On a radio program in Atlanta, Cathy said, "I think we are inviting God's judgment on our nation when we shake our fist at him and say, 'We know better than you as to what constitutes a marriage.'”
These statements have provoked reactions from mayors of cities across the country, denouncing the company for discriminatory views. Mayors of Boston, Chicago, and San Francisco have all made negative comments about Chick-Fil-A, saying their cities have no place for a company with such values. Boston Mayor Thomas Menino wrote a letter to Cathy:
We are indeed full of pride for our support of same sex marriage and our work to expand freedom to all people. We are proud that our state and our city have led the way for the country on equal marriage rights.

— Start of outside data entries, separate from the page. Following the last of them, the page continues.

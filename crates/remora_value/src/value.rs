//! Dynamic decoded value type.

use crate::error::{ValueError, ValueResult};
use chrono::{DateTime, Utc};
use std::collections::BTreeMap;
use std::fmt;

/// A decoded attribute value.
///
/// This type represents any value an attribute of a remote object can hold,
/// after the tagged wire JSON has been decoded. Plain containers
/// (`Array`/`Object`) hold further `Value`s recursively.
#[derive(Debug, Clone, PartialEq)]
pub enum Value {
    /// Null value.
    Null,
    /// Boolean value.
    Bool(bool),
    /// Numeric value. The wire format does not distinguish integers from
    /// floats, so neither does this type.
    Number(f64),
    /// Text string (UTF-8).
    String(String),
    /// Binary payload (base64 on the wire).
    Bytes(Vec<u8>),
    /// Timestamp with millisecond precision, UTC.
    Date(DateTime<Utc>),
    /// Reference to another persisted object.
    Pointer(Pointer),
    /// Geographic coordinate.
    GeoPoint(GeoPoint),
    /// Lazy many-to-many edge. Holds only the target class; membership is
    /// expressed through operations, never materialized client-side.
    Relation(Relation),
    /// Array of values.
    Array(Vec<Value>),
    /// Plain JSON object (not a typed wrapper).
    Object(BTreeMap<String, Value>),
    /// A fully nested decoded object (`__type: "Object"` on the wire).
    NestedObject(Box<ObjectData>),
}

/// A reference to a persisted object: class name plus server id.
#[derive(Debug, Clone, PartialEq, Eq, Hash)]
pub struct Pointer {
    /// Class of the referenced object.
    pub class_name: String,
    /// Server-assigned object id.
    pub object_id: String,
}

impl Pointer {
    /// Creates a pointer.
    pub fn new(class_name: impl Into<String>, object_id: impl Into<String>) -> Self {
        Self {
            class_name: class_name.into(),
            object_id: object_id.into(),
        }
    }

    /// Returns the flat identity key (`ClassName_objectId`) for this pointer.
    pub fn identity_key(&self) -> String {
        format!("{}_{}", self.class_name, self.object_id)
    }
}

impl fmt::Display for Pointer {
    fn fmt(&self, f: &mut fmt::Formatter<'_>) -> fmt::Result {
        write!(f, "{}${}", self.class_name, self.object_id)
    }
}

/// A geographic coordinate, validated to ±90 / ±180 degrees.
#[derive(Debug, Clone, Copy, PartialEq)]
pub struct GeoPoint {
    latitude: f64,
    longitude: f64,
}

impl GeoPoint {
    /// Creates a geo point, validating the coordinate ranges.
    pub fn new(latitude: f64, longitude: f64) -> ValueResult<Self> {
        if !(-90.0..=90.0).contains(&latitude) {
            return Err(ValueError::invalid_geo_point(format!(
                "latitude {latitude} out of range [-90, 90]"
            )));
        }
        if !(-180.0..=180.0).contains(&longitude) {
            return Err(ValueError::invalid_geo_point(format!(
                "longitude {longitude} out of range [-180, 180]"
            )));
        }
        Ok(Self {
            latitude,
            longitude,
        })
    }

    /// Latitude in degrees.
    pub fn latitude(&self) -> f64 {
        self.latitude
    }

    /// Longitude in degrees.
    pub fn longitude(&self) -> f64 {
        self.longitude
    }

    /// Great-circle distance to `other` in radians (haversine).
    pub fn radians_to(&self, other: &GeoPoint) -> f64 {
        let d2r = std::f64::consts::PI / 180.0;
        let lat1 = self.latitude * d2r;
        let lat2 = other.latitude * d2r;
        let dlat = lat2 - lat1;
        let dlng = (other.longitude - self.longitude) * d2r;
        let sin_dlat = (dlat / 2.0).sin();
        let sin_dlng = (dlng / 2.0).sin();
        let a = sin_dlat * sin_dlat + lat1.cos() * lat2.cos() * sin_dlng * sin_dlng;
        2.0 * a.sqrt().min(1.0).asin()
    }
}

/// A lazy relation edge: only the target class is known client-side.
#[derive(Debug, Clone, PartialEq, Eq)]
pub struct Relation {
    /// Class of the objects on the far side of the relation, once known.
    pub target_class_name: Option<String>,
}

impl Relation {
    /// Creates a relation with a known target class.
    pub fn new(target_class_name: impl Into<String>) -> Self {
        Self {
            target_class_name: Some(target_class_name.into()),
        }
    }

    /// Creates a relation whose target class is not yet known.
    pub fn unknown() -> Self {
        Self {
            target_class_name: None,
        }
    }
}

/// A fully decoded object: class, optional id, and attributes.
///
/// This is the shape nested `__type: "Object"` payloads decode into, and
/// the shape the local datastore stores.
#[derive(Debug, Clone, PartialEq, Default)]
pub struct ObjectData {
    /// Class name.
    pub class_name: String,
    /// Server id, absent for objects never saved.
    pub object_id: Option<String>,
    /// Attribute map.
    pub attributes: BTreeMap<String, Value>,
}

impl ObjectData {
    /// Creates an empty object of the given class.
    pub fn new(class_name: impl Into<String>) -> Self {
        Self {
            class_name: class_name.into(),
            object_id: None,
            attributes: BTreeMap::new(),
        }
    }

    /// Returns the flat identity key, if the object has a server id.
    pub fn identity_key(&self) -> Option<String> {
        self.object_id
            .as_ref()
            .map(|id| format!("{}_{}", self.class_name, id))
    }

    /// Returns a bare pointer to this object, if it has a server id.
    pub fn to_pointer(&self) -> Option<Pointer> {
        self.object_id
            .as_ref()
            .map(|id| Pointer::new(self.class_name.clone(), id.clone()))
    }
}

impl Value {
    /// Check if this value is null.
    pub fn is_null(&self) -> bool {
        matches!(self, Value::Null)
    }

    /// Get this value as a boolean, if it is one.
    pub fn as_bool(&self) -> Option<bool> {
        match self {
            Value::Bool(b) => Some(*b),
            _ => None,
        }
    }

    /// Get this value as a number, if it is one.
    pub fn as_number(&self) -> Option<f64> {
        match self {
            Value::Number(n) => Some(*n),
            _ => None,
        }
    }

    /// Get this value as a string, if it is one.
    pub fn as_str(&self) -> Option<&str> {
        match self {
            Value::String(s) => Some(s),
            _ => None,
        }
    }

    /// Get this value as a date, if it is one.
    pub fn as_date(&self) -> Option<DateTime<Utc>> {
        match self {
            Value::Date(d) => Some(*d),
            _ => None,
        }
    }

    /// Get this value as an array, if it is one.
    pub fn as_array(&self) -> Option<&[Value]> {
        match self {
            Value::Array(a) => Some(a),
            _ => None,
        }
    }

    /// Get this value as a plain object map, if it is one.
    pub fn as_object(&self) -> Option<&BTreeMap<String, Value>> {
        match self {
            Value::Object(m) => Some(m),
            _ => None,
        }
    }

    /// Get this value as a pointer, if it is one.
    pub fn as_pointer(&self) -> Option<&Pointer> {
        match self {
            Value::Pointer(p) => Some(p),
            _ => None,
        }
    }

    /// True if this value is a plain mutable container (array or object),
    /// as opposed to a typed wrapper. Containers obtained via `get` can be
    /// mutated in place without going through the operation algebra, so
    /// they participate in snapshot-based dirty detection.
    pub fn is_plain_container(&self) -> bool {
        matches!(self, Value::Array(_) | Value::Object(_))
    }

    /// The identity key of this value, if it references a persisted object
    /// (a pointer or a nested object with a server id).
    ///
    /// Used for identity-based element equality in array operations: two
    /// references to the same persisted object are the same element even
    /// when their attribute snapshots differ.
    pub fn identity_key(&self) -> Option<String> {
        match self {
            Value::Pointer(p) => Some(p.identity_key()),
            Value::NestedObject(o) => o.identity_key(),
            _ => None,
        }
    }

    /// Element equality for array operations: identity-key equality for
    /// object-typed elements, plain equality otherwise.
    pub fn same_element(&self, other: &Value) -> bool {
        match (self.identity_key(), other.identity_key()) {
            (Some(a), Some(b)) => a == b,
            (None, None) => self == other,
            _ => false,
        }
    }
}

impl From<bool> for Value {
    fn from(b: bool) -> Self {
        Value::Bool(b)
    }
}

impl From<f64> for Value {
    fn from(n: f64) -> Self {
        Value::Number(n)
    }
}

impl From<i32> for Value {
    fn from(n: i32) -> Self {
        Value::Number(f64::from(n))
    }
}

impl From<String> for Value {
    fn from(s: String) -> Self {
        Value::String(s)
    }
}

impl From<&str> for Value {
    fn from(s: &str) -> Self {
        Value::String(s.to_string())
    }
}

impl From<Pointer> for Value {
    fn from(p: Pointer) -> Self {
        Value::Pointer(p)
    }
}

impl From<GeoPoint> for Value {
    fn from(g: GeoPoint) -> Self {
        Value::GeoPoint(g)
    }
}

impl From<DateTime<Utc>> for Value {
    fn from(d: DateTime<Utc>) -> Self {
        Value::Date(d)
    }
}

impl<T: Into<Value>> From<Vec<T>> for Value {
    fn from(v: Vec<T>) -> Self {
        Value::Array(v.into_iter().map(Into::into).collect())
    }
}

#[cfg(test)]
mod tests {
    use super::*;

    #[test]
    fn geo_point_validates_ranges() {
        assert!(GeoPoint::new(45.0, 90.0).is_ok());
        assert!(GeoPoint::new(90.0, 180.0).is_ok());
        assert!(GeoPoint::new(90.1, 0.0).is_err());
        assert!(GeoPoint::new(0.0, -180.5).is_err());
    }

    #[test]
    fn geo_point_distance_to_self_is_zero() {
        let p = GeoPoint::new(40.0, -30.0).unwrap();
        assert!(p.radians_to(&p).abs() < 1e-12);
    }

    #[test]
    fn geo_point_quarter_circumference() {
        // Pole to equator is a quarter of a great circle.
        let pole = GeoPoint::new(90.0, 0.0).unwrap();
        let equator = GeoPoint::new(0.0, 0.0).unwrap();
        let d = pole.radians_to(&equator);
        assert!((d - std::f64::consts::FRAC_PI_2).abs() < 1e-9);
    }

    #[test]
    fn pointer_identity_key() {
        let p = Pointer::new("Game", "abc123");
        assert_eq!(p.identity_key(), "Game_abc123");
    }

    #[test]
    fn same_element_compares_pointers_by_identity() {
        let a = Value::Pointer(Pointer::new("Game", "abc"));
        let mut data = ObjectData::new("Game");
        data.object_id = Some("abc".into());
        data.attributes
            .insert("score".into(), Value::Number(10.0));
        let b = Value::NestedObject(Box::new(data));

        assert!(a.same_element(&b));
    }

    #[test]
    fn same_element_compares_primitives_by_value() {
        assert!(Value::from("bar").same_element(&Value::from("bar")));
        assert!(!Value::from("bar").same_element(&Value::from("baz")));
        assert!(!Value::from("bar").same_element(&Value::Pointer(Pointer::new("C", "x"))));
    }

    #[test]
    fn plain_container_detection() {
        assert!(Value::Array(vec![]).is_plain_container());
        assert!(Value::Object(BTreeMap::new()).is_plain_container());
        assert!(!Value::from("s").is_plain_container());
        assert!(!Value::Pointer(Pointer::new("C", "x")).is_plain_container());
    }
}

I was angry to learn on the heels of your prejudiced statements about your search for a site to locate in Boston. There is no place for discrimination on Boston's Freedom Trail and no place for your company alongside it.
New York City Mayor Michael Bloomberg, however, said that government entities shouldn't be commenting on companies who publicize their stance on topics like gay marriage. Cities, he said, shouldn't "look at somebody's political views and decide whether or not they can live in the city, or operate a business in the city, or work for somebody in the city."
He went on to say, "[T]rampling on the freedom to marry whoever you want is exactly the same as trampling on your freedom to open a store."
Bloomberg himself is progay marriage, playing a heavy hand in New York City's gay marriage legalization a year ago.